Beta-adrenergic regulation of insulin secretion: evidence of tissue heterogeneity of beta-adrenergic responsiveness in the elderly.

Aging is associated with reduced beta-adrenergic receptor (beta-AR) function in several tissues. If this age effect on beta-ARs also applies to the pancreatic B-cell, it would result in relatively unopposed alpha-adrenergic inhibition of insulin secretion with adrenergic stimulation during stress states. This study compared insulin secretory responses to beta-AR stimulation (multiple IV doses of isoproterenol) with cardiac and circulating mononuclear lymphocyte (MNL) beta-AR responses in 9 healthy, non-obese young subjects, and 9 healthy, non-obese old subjects. We found no age-related decrease in the relationship between isoproterenol dose and insulin response.

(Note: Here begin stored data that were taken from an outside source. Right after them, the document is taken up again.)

#[cfg(test)]
mod tests {
    use chrono::{TimeZone, Utc};
    use std::collections::HashSet;
    use taskmaster::libs::store::TaskStore;
    use taskmaster::libs::task::{FixedClock, SequentialIds, Task, TaskCounts, TaskFilter};
    use test_context::{test_context, TestContext};

    struct StoreTestContext {
        store: TaskStore,
    }

    impl TestContext for StoreTestContext {
        fn setup() -> Self {
            let clock = FixedClock(Utc.with_ymd_and_hms(2025, 1, 15, 9, 30, 0).unwrap());
            StoreTestContext {
                store: TaskStore::with_capabilities(Vec::new(), Box::new(SequentialIds::new("task")), Box::new(clock)),
            }
        }
    }

    fn texts(tasks: &[&Task]) -> Vec<String> {
        tasks.iter().map(|task| task.text.clone()).collect()
    }

    fn assert_counts_consistent(store: &TaskStore) {
        let counts = store.counts();
        assert_eq!(counts.all, counts.active + counts.completed);
        assert_eq!(store.filtered_view(TaskFilter::All).len(), counts.all);
        assert_eq!(store.filtered_view(TaskFilter::Active).len(), counts.active);
        assert_eq!(store.filtered_view(TaskFilter::Completed).len(), counts.completed);
        assert_eq!(counts, TaskCounts::of(&store.tasks()));
    }

    #[test_context(StoreTestContext)]
    #[test]
    fn test_adds_create_unique_active_tasks(ctx: &mut StoreTestContext) {
        for i in 0..25 {
            ctx.store.add(format!("task {}", i));
        }

        let tasks = ctx.store.tasks();
        assert_eq!(tasks.len(), 25);
        assert!(tasks.iter().all(|task| !task.completed));
        let ids: HashSet<&str> = tasks.iter().map(|task| task.id.as_str()).collect();
        assert_eq!(ids.len(), 25);
        assert_eq!(tasks[0].text, "task 0");
        assert_eq!(tasks[24].text, "task 24");
    }

    #[test_context(StoreTestContext)]
    #[test]
    fn test_add_accepts_empty_text(ctx: &mut StoreTestContext) {
        let id = ctx.store.add("");

        assert_eq!(ctx.store.get(&id).unwrap().text, "");
    }

    #[test_context(StoreTestContext)]
    #[test]
    fn test_add_sets_creation_time_from_clock(ctx: &mut StoreTestContext) {
        let id = ctx.store.add("buy milk");

        assert_eq!(ctx.store.get(&id).unwrap().created_at, Utc.with_ymd_and_hms(2025, 1, 15, 9, 30, 0).unwrap());
    }

    #[test_context(StoreTestContext)]
    #[test]
    fn test_toggle_twice_restores(ctx: &mut StoreTestContext) {
        let id = ctx.store.add("buy milk");
        ctx.store.add("walk dog");

        assert!(ctx.store.toggle(&id));
        assert!(ctx.store.get(&id).unwrap().completed);
        assert!(ctx.store.toggle(&id));
        assert!(!ctx.store.get(&id).unwrap().completed);
    }

    #[test_context(StoreTestContext)]
    #[test]
    fn test_toggle_unknown_id_is_noop(ctx: &mut StoreTestContext) {
        let id = ctx.store.add("buy milk");
        ctx.store.toggle(&id);
        ctx.store.add("walk dog");
        let before = ctx.store.tasks();

        assert!(!ctx.store.toggle("missing"));

        assert_eq!(*ctx.store.tasks(), *before);
    }

    #[test_context(StoreTestContext)]
    #[test]
    fn test_edit_changes_only_text(ctx: &mut StoreTestContext) {
        let id = ctx.store.add("buy milk");
        ctx.store.toggle(&id);
        let before = ctx.store.get(&id).unwrap().clone();

        assert!(ctx.store.edit(&id, "buy oat milk"));

        let after = ctx.store.get(&id).unwrap();
        assert_eq!(after.text, "buy oat milk");
        assert_eq!(after.completed, before.completed);
        assert_eq!(after.created_at, before.created_at);
        assert_eq!(after.id, before.id);

        assert!(!ctx.store.edit("missing", "x"));
    }

    #[test_context(StoreTestContext)]
    #[test]
    fn test_delete_removes_exactly_one(ctx: &mut StoreTestContext) {
        let ids: Vec<String> = ["a", "b", "c", "d"].iter().map(|text| ctx.store.add(*text)).collect();

        assert!(ctx.store.delete(&ids[1]));

        assert_eq!(texts(&ctx.store.filtered_view(TaskFilter::All)), vec!["a", "c", "d"]);
        assert!(ctx.store.get(&ids[1]).is_none());
    }

    #[test_context(StoreTestContext)]
    #[test]
    fn test_delete_unknown_id_is_noop(ctx: &mut StoreTestContext) {
        ctx.store.add("a");
        ctx.store.add("b");
        let before = ctx.store.tasks();

        assert!(!ctx.store.delete("missing"));

        assert_eq!(*ctx.store.tasks(), *before);
    }

    #[test_context(StoreTestContext)]
    #[test]
    fn test_clear_completed_is_idempotent(ctx: &mut StoreTestContext) {
        let ids: Vec<String> = ["a", "b", "c", "d", "e"].iter().map(|text| ctx.store.add(*text)).collect();
        ctx.store.toggle(&ids[0]);
        ctx.store.toggle(&ids[3]);

        assert_eq!(ctx.store.clear_completed(), 2);
        let once = ctx.store.tasks();
        assert_eq!(ctx.store.clear_completed(), 0);

        assert_eq!(*ctx.store.tasks(), *once);
        assert_eq!(texts(&ctx.store.filtered_view(TaskFilter::All)), vec!["b", "c", "e"]);
    }

    #[test_context(StoreTestContext)]
    #[test]
    fn test_counts_stay_consistent(ctx: &mut StoreTestContext) {
        assert_counts_consistent(&ctx.store);

        let ids: Vec<String> = (0..10).map(|i| ctx.store.add(format!("task {}", i))).collect();
        assert_counts_consistent(&ctx.store);

        for id in ids.iter().step_by(3) {
            ctx.store.toggle(id);
        }
        assert_counts_consistent(&ctx.store);

        ctx.store.delete(&ids[1]);
        ctx.store.delete(&ids[3]);
        assert_counts_consistent(&ctx.store);

        ctx.store.clear_completed();
        assert_counts_consistent(&ctx.store);
        assert_eq!(ctx.store.counts().completed, 0);
    }

    #[test_context(StoreTestContext)]
    #[test]
    fn test_filtered_views_preserve_order(ctx: &mut StoreTestContext) {
        let ids: Vec<String> = ["a", "b", "c", "d"].iter().map(|text| ctx.store.add(*text)).collect();
        ctx.store.toggle(&ids[2]);
        ctx.store.toggle(&ids[0]);

        assert_eq!(texts(&ctx.store.filtered_view(TaskFilter::All)), vec!["a", "b", "c", "d"]);
        assert_eq!(texts(&ctx.store.filtered_view(TaskFilter::Active)), vec!["b", "d"]);
        assert_eq!(texts(&ctx.store.filtered_view(TaskFilter::Completed)), vec!["a", "c"]);
    }

    #[test_context(StoreTestContext)]
    #[test]
    fn test_milk_and_dog_scenario(ctx: &mut StoreTestContext) {
        let milk = ctx.store.add("buy milk");
        ctx.store.add("walk dog");
        ctx.store.toggle(&milk);

        assert_eq!(texts(&ctx.store.filtered_view(TaskFilter::Active)), vec!["walk dog"]);
        assert_eq!(texts(&ctx.store.filtered_view(TaskFilter::Completed)), vec!["buy milk"]);
        assert_eq!(ctx.store.counts(), TaskCounts { all: 2, active: 1, completed: 1 });
    }

    #[test_context(StoreTestContext)]
    #[test]
    fn test_every_mutation_is_published(ctx: &mut StoreTestContext) {
        let mut changes = ctx.store.subscribe();

        let id = ctx.store.add("buy milk");
        assert!(changes.has_changed().unwrap());
        assert_eq!(changes.borrow_and_update().len(), 1);

        ctx.store.toggle(&id);
        assert!(changes.borrow_and_update()[0].completed);

        ctx.store.delete(&id);
        assert!(changes.borrow_and_update().is_empty());
    }
}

In contrast, the old subjects had significantly reduced heart rate responses to isoproterenol and generally lower MNL beta-AR function. We conclude that pancreatic B-cell beta-AR mediated function is not impaired in the elderly, suggesting that heterogeneity of tissue beta-AR mediated function exists in this population. Diminished pancreatic islet beta-AR mediated function does not appear to be a mechanism that predisposes healthy older individuals to the development of stress hyperglycemia.